> **Stored data**:

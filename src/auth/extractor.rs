// SPDX-License-Identifier: AGPL-3.0-or-later
//
// Copyright (C) 2026 Relational Network

//! Bearer token extraction.
//!
//! The protected endpoint takes its token from the `Authorization` header or,
//! when the header is absent, from the request body:
//!
//! ```rust,ignore
//! async fn handler(
//!     AuthorizationHeader(header): AuthorizationHeader,
//!     Json(body): Json<ProtectedRequest>,
//! ) -> Result<_, AuthError> {
//!     let token = resolve_bearer_token(header.as_deref(), Some(&body.token))?;
//! }
//! ```

use axum::{
    extract::FromRequestParts,
    http::{header::AUTHORIZATION, request::Parts},
};

use super::AuthError;

/// Raw `Authorization` header value, if the request has one.
#[derive(Debug, Clone, PartialEq, Eq)]
pub struct AuthorizationHeader(pub Option<String>);

impl<S> FromRequestParts<S> for AuthorizationHeader
where
    S: Send + Sync,
{
    type Rejection = AuthError;

    async fn from_request_parts(parts: &mut Parts, _state: &S) -> Result<Self, Self::Rejection> {
        let Some(value) = parts.headers.get(AUTHORIZATION) else {
            return Ok(AuthorizationHeader(None));
        };

        let value = value.to_str().map_err(|_| AuthError::InvalidAuthHeader)?;
        Ok(AuthorizationHeader(Some(value.to_string())))
    }
}

/// Parse `Bearer <token>`.
///
/// The value must split into exactly two whitespace-separated parts and the
/// scheme is matched case-insensitively.
pub fn parse_bearer(value: &str) -> Result<&str, AuthError> {
    let mut parts = value.split_whitespace();
    match (parts.next(), parts.next(), parts.next()) {
        (Some(scheme), Some(token), None) if scheme.eq_ignore_ascii_case("bearer") => Ok(token),
        _ => Err(AuthError::InvalidAuthHeader),
    }
}

/// Pick the token from the header, falling back to the body token.
///
/// A non-blank header always wins, even when malformed. A blank header counts
/// as absent.
pub fn resolve_bearer_token<'a>(
    header: Option<&'a str>,
    body_token: Option<&'a str>,
) -> Result<&'a str, AuthError> {
    match header.filter(|value| !value.trim().is_empty()) {
        Some(value) => parse_bearer(value),
        None => match body_token.map(str::trim) {
            Some(token) if !token.is_empty() => {
                if token.split_whitespace().count() == 1 {
                    Ok(token)
                } else {
                    Err(AuthError::InvalidAuthHeader)
                }
            }
            _ => Err(AuthError::MissingAuthHeader),
        },
    }
}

> **WHAT THE EXERCISE ASKS**:
Transcribe the data above so that every line matches exactly.

> **SOLUTION TO THIS PROBLEM**:
filename src/auth/extractor.rs
// SPDX-License-Identifier: AGPL-3.0-or-later
//
// Copyright (C) 2026 Relational Network

//! Bearer token extraction.
//!
//! The protected endpoint takes its token from the `Authorization` header or,
//! when the header is absent, from the request body:
//!
//! ```rust,ignore
//! async fn handler(
//!     AuthorizationHeader(header): AuthorizationHeader,
//!     Json(body): Json<ProtectedRequest>,
//! ) -> Result<_, AuthError> {
//!     let token = resolve_bearer_token(header.as_deref(), Some(&body.token))?;
//! }
//! ```

use axum::{
    extract::FromRequestParts,
    http::{header::AUTHORIZATION, request::Parts},
};

use super::AuthError;

/// Raw `Authorization` header value, if the request has one.
#[derive(Debug, Clone, PartialEq, Eq)]
pub struct AuthorizationHeader(pub Option<String>);

impl<S> FromRequestParts<S> for AuthorizationHeader
where
    S: Send + Sync,
{
    type Rejection = AuthError;

    async fn from_request_parts(parts: &mut Parts, _state: &S) -> Result<Self, Self::Rejection> {
        let Some(value) = parts.headers.get(AUTHORIZATION) else {
            return Ok(AuthorizationHeader(None));
        };

        let value = value.to_str().map_err(|_| AuthError::InvalidAuthHeader)?;
        Ok(AuthorizationHeader(Some(value.to_string())))
    }
}

/// Parse `Bearer <token>`.
///
/// The value must split into exactly two whitespace-separated parts and the
/// scheme is matched case-insensitively.
pub fn parse_bearer(value: &str) -> Result<&str, AuthError> {
    let mut parts = value.split_whitespace();
    match (parts.next(), parts.next(), parts.next()) {
        (Some(scheme), Some(token), None) if scheme.eq_ignore_ascii_case("bearer") => Ok(token),
        _ => Err(AuthError::InvalidAuthHeader),
    }
}

/// Pick the token from the header, falling back to the body token.
///
/// A non-blank header always wins, even when malformed. A blank header counts
/// as absent.
pub fn resolve_bearer_token<'a>(
    header: Option<&'a str>,
    body_token: Option<&'a str>,
) -> Result<&'a str, AuthError> {
    match header.filter(|value| !value.trim().is_empty()) {
        Some(value) => parse_bearer(value),
        None => match body_token.map(str::trim) {
            Some(token) if !token.is_empty() => {
                if token.split_whitespace().count() == 1 {
                    Ok(token)
                } else {
                    Err(AuthError::InvalidAuthHeader)
                }
            }
            _ => Err(AuthError::MissingAuthHeader),
        },
    }
}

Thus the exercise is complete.